**** Data supplied ****
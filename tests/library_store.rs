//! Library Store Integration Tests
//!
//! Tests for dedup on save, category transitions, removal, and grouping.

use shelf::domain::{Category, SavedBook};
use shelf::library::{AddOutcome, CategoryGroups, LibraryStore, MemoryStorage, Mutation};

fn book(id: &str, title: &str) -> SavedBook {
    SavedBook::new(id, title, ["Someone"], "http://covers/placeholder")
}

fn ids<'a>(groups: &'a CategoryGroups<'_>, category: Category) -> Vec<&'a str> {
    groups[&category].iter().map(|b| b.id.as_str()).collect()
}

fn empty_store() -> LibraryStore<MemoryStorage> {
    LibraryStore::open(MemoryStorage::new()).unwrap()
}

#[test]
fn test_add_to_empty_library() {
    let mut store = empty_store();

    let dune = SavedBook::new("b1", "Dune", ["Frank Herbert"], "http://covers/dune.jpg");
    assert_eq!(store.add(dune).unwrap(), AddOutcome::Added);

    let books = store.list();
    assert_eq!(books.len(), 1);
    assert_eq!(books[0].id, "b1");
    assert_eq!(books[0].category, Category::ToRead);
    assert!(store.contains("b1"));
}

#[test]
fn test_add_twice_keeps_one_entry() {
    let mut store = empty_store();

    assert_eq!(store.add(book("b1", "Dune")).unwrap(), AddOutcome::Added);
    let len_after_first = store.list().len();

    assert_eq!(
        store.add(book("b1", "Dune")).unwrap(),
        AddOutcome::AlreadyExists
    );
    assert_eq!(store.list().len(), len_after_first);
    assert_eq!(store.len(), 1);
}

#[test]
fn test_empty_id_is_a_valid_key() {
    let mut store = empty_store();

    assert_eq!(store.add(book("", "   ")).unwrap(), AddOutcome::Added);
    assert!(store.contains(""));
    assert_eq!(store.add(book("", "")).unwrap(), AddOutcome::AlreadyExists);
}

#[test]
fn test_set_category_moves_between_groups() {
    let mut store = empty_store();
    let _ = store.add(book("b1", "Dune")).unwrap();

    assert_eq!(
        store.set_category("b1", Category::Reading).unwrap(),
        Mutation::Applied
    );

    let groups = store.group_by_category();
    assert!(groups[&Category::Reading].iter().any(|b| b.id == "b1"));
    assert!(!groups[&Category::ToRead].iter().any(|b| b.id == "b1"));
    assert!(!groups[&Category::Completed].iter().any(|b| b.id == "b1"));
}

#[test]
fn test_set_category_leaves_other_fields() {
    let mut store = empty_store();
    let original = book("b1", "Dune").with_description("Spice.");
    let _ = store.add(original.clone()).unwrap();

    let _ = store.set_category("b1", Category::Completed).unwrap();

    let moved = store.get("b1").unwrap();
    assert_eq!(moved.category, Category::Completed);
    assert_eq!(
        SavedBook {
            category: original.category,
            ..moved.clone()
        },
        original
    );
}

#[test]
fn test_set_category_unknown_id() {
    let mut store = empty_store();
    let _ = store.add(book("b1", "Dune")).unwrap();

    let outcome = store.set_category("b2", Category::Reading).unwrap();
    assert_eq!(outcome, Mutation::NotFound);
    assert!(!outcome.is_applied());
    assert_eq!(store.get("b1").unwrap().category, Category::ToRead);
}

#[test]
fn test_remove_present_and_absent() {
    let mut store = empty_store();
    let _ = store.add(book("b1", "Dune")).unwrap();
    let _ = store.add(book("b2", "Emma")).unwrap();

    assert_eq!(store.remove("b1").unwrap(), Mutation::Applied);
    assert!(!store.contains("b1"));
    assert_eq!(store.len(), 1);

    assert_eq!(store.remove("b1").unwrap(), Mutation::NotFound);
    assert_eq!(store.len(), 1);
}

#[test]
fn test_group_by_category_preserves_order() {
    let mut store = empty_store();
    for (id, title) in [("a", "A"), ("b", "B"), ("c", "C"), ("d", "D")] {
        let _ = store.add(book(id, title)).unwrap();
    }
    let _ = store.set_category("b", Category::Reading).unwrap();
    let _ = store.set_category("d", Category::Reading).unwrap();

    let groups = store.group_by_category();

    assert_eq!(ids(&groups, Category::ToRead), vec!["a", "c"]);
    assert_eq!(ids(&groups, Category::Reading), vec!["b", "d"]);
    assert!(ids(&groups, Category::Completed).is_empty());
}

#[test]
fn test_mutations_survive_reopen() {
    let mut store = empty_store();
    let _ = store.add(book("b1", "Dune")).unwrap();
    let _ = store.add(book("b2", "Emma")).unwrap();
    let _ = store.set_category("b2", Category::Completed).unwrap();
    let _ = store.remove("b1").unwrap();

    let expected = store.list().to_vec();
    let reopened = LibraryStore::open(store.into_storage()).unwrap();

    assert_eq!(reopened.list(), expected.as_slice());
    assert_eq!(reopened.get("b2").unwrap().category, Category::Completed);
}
****
__Work task__: Extract every entry above as it appears.

__Exercise solution__:
filename tests/library_store.rs
//! Library Store Integration Tests
//!
//! Tests for dedup on save, category transitions, removal, and grouping.

use shelf::domain::{Category, SavedBook};
use shelf::library::{AddOutcome, CategoryGroups, LibraryStore, MemoryStorage, Mutation};

fn book(id: &str, title: &str) -> SavedBook {
    SavedBook::new(id, title, ["Someone"], "http://covers/placeholder")
}

fn ids<'a>(groups: &'a CategoryGroups<'_>, category: Category) -> Vec<&'a str> {
    groups[&category].iter().map(|b| b.id.as_str()).collect()
}

fn empty_store() -> LibraryStore<MemoryStorage> {
    LibraryStore::open(MemoryStorage::new()).unwrap()
}

#[test]
fn test_add_to_empty_library() {
    let mut store = empty_store();

    let dune = SavedBook::new("b1", "Dune", ["Frank Herbert"], "http://covers/dune.jpg");
    assert_eq!(store.add(dune).unwrap(), AddOutcome::Added);

    let books = store.list();
    assert_eq!(books.len(), 1);
    assert_eq!(books[0].id, "b1");
    assert_eq!(books[0].category, Category::ToRead);
    assert!(store.contains("b1"));
}

#[test]
fn test_add_twice_keeps_one_entry() {
    let mut store = empty_store();

    assert_eq!(store.add(book("b1", "Dune")).unwrap(), AddOutcome::Added);
    let len_after_first = store.list().len();

    assert_eq!(
        store.add(book("b1", "Dune")).unwrap(),
        AddOutcome::AlreadyExists
    );
    assert_eq!(store.list().len(), len_after_first);
    assert_eq!(store.len(), 1);
}

#[test]
fn test_empty_id_is_a_valid_key() {
    let mut store = empty_store();

    assert_eq!(store.add(book("", "   ")).unwrap(), AddOutcome::Added);
    assert!(store.contains(""));
    assert_eq!(store.add(book("", "")).unwrap(), AddOutcome::AlreadyExists);
}

#[test]
fn test_set_category_moves_between_groups() {
    let mut store = empty_store();
    let _ = store.add(book("b1", "Dune")).unwrap();

    assert_eq!(
        store.set_category("b1", Category::Reading).unwrap(),
        Mutation::Applied
    );

    let groups = store.group_by_category();
    assert!(groups[&Category::Reading].iter().any(|b| b.id == "b1"));
    assert!(!groups[&Category::ToRead].iter().any(|b| b.id == "b1"));
    assert!(!groups[&Category::Completed].iter().any(|b| b.id == "b1"));
}

#[test]
fn test_set_category_leaves_other_fields() {
    let mut store = empty_store();
    let original = book("b1", "Dune").with_description("Spice.");
    let _ = store.add(original.clone()).unwrap();

    let _ = store.set_category("b1", Category::Completed).unwrap();

    let moved = store.get("b1").unwrap();
    assert_eq!(moved.category, Category::Completed);
    assert_eq!(
        SavedBook {
            category: original.category,
            ..moved.clone()
        },
        original
    );
}

#[test]
fn test_set_category_unknown_id() {
    let mut store = empty_store();
    let _ = store.add(book("b1", "Dune")).unwrap();

    let outcome = store.set_category("b2", Category::Reading).unwrap();
    assert_eq!(outcome, Mutation::NotFound);
    assert!(!outcome.is_applied());
    assert_eq!(store.get("b1").unwrap().category, Category::ToRead);
}

#[test]
fn test_remove_present_and_absent() {
    let mut store = empty_store();
    let _ = store.add(book("b1", "Dune")).unwrap();
    let _ = store.add(book("b2", "Emma")).unwrap();

    assert_eq!(store.remove("b1").unwrap(), Mutation::Applied);
    assert!(!store.contains("b1"));
    assert_eq!(store.len(), 1);

    assert_eq!(store.remove("b1").unwrap(), Mutation::NotFound);
    assert_eq!(store.len(), 1);
}

#[test]
fn test_group_by_category_preserves_order() {
    let mut store = empty_store();
    for (id, title) in [("a", "A"), ("b", "B"), ("c", "C"), ("d", "D")] {
        let _ = store.add(book(id, title)).unwrap();
    }
    let _ = store.set_category("b", Category::Reading).unwrap();
    let _ = store.set_category("d", Category::Reading).unwrap();

    let groups = store.group_by_category();

    assert_eq!(ids(&groups, Category::ToRead), vec!["a", "c"]);
    assert_eq!(ids(&groups, Category::Reading), vec!["b", "d"]);
    assert!(ids(&groups, Category::Completed).is_empty());
}

#[test]
fn test_mutations_survive_reopen() {
    let mut store = empty_store();
    let _ = store.add(book("b1", "Dune")).unwrap();
    let _ = store.add(book("b2", "Emma")).unwrap();
    let _ = store.set_category("b2", Category::Completed).unwrap();
    let _ = store.remove("b1").unwrap();

    let expected = store.list().to_vec();
    let reopened = LibraryStore::open(store.into_storage()).unwrap();

    assert_eq!(reopened.list(), expected.as_slice());
    assert_eq!(reopened.get("b2").unwrap().category, Category::Completed);
}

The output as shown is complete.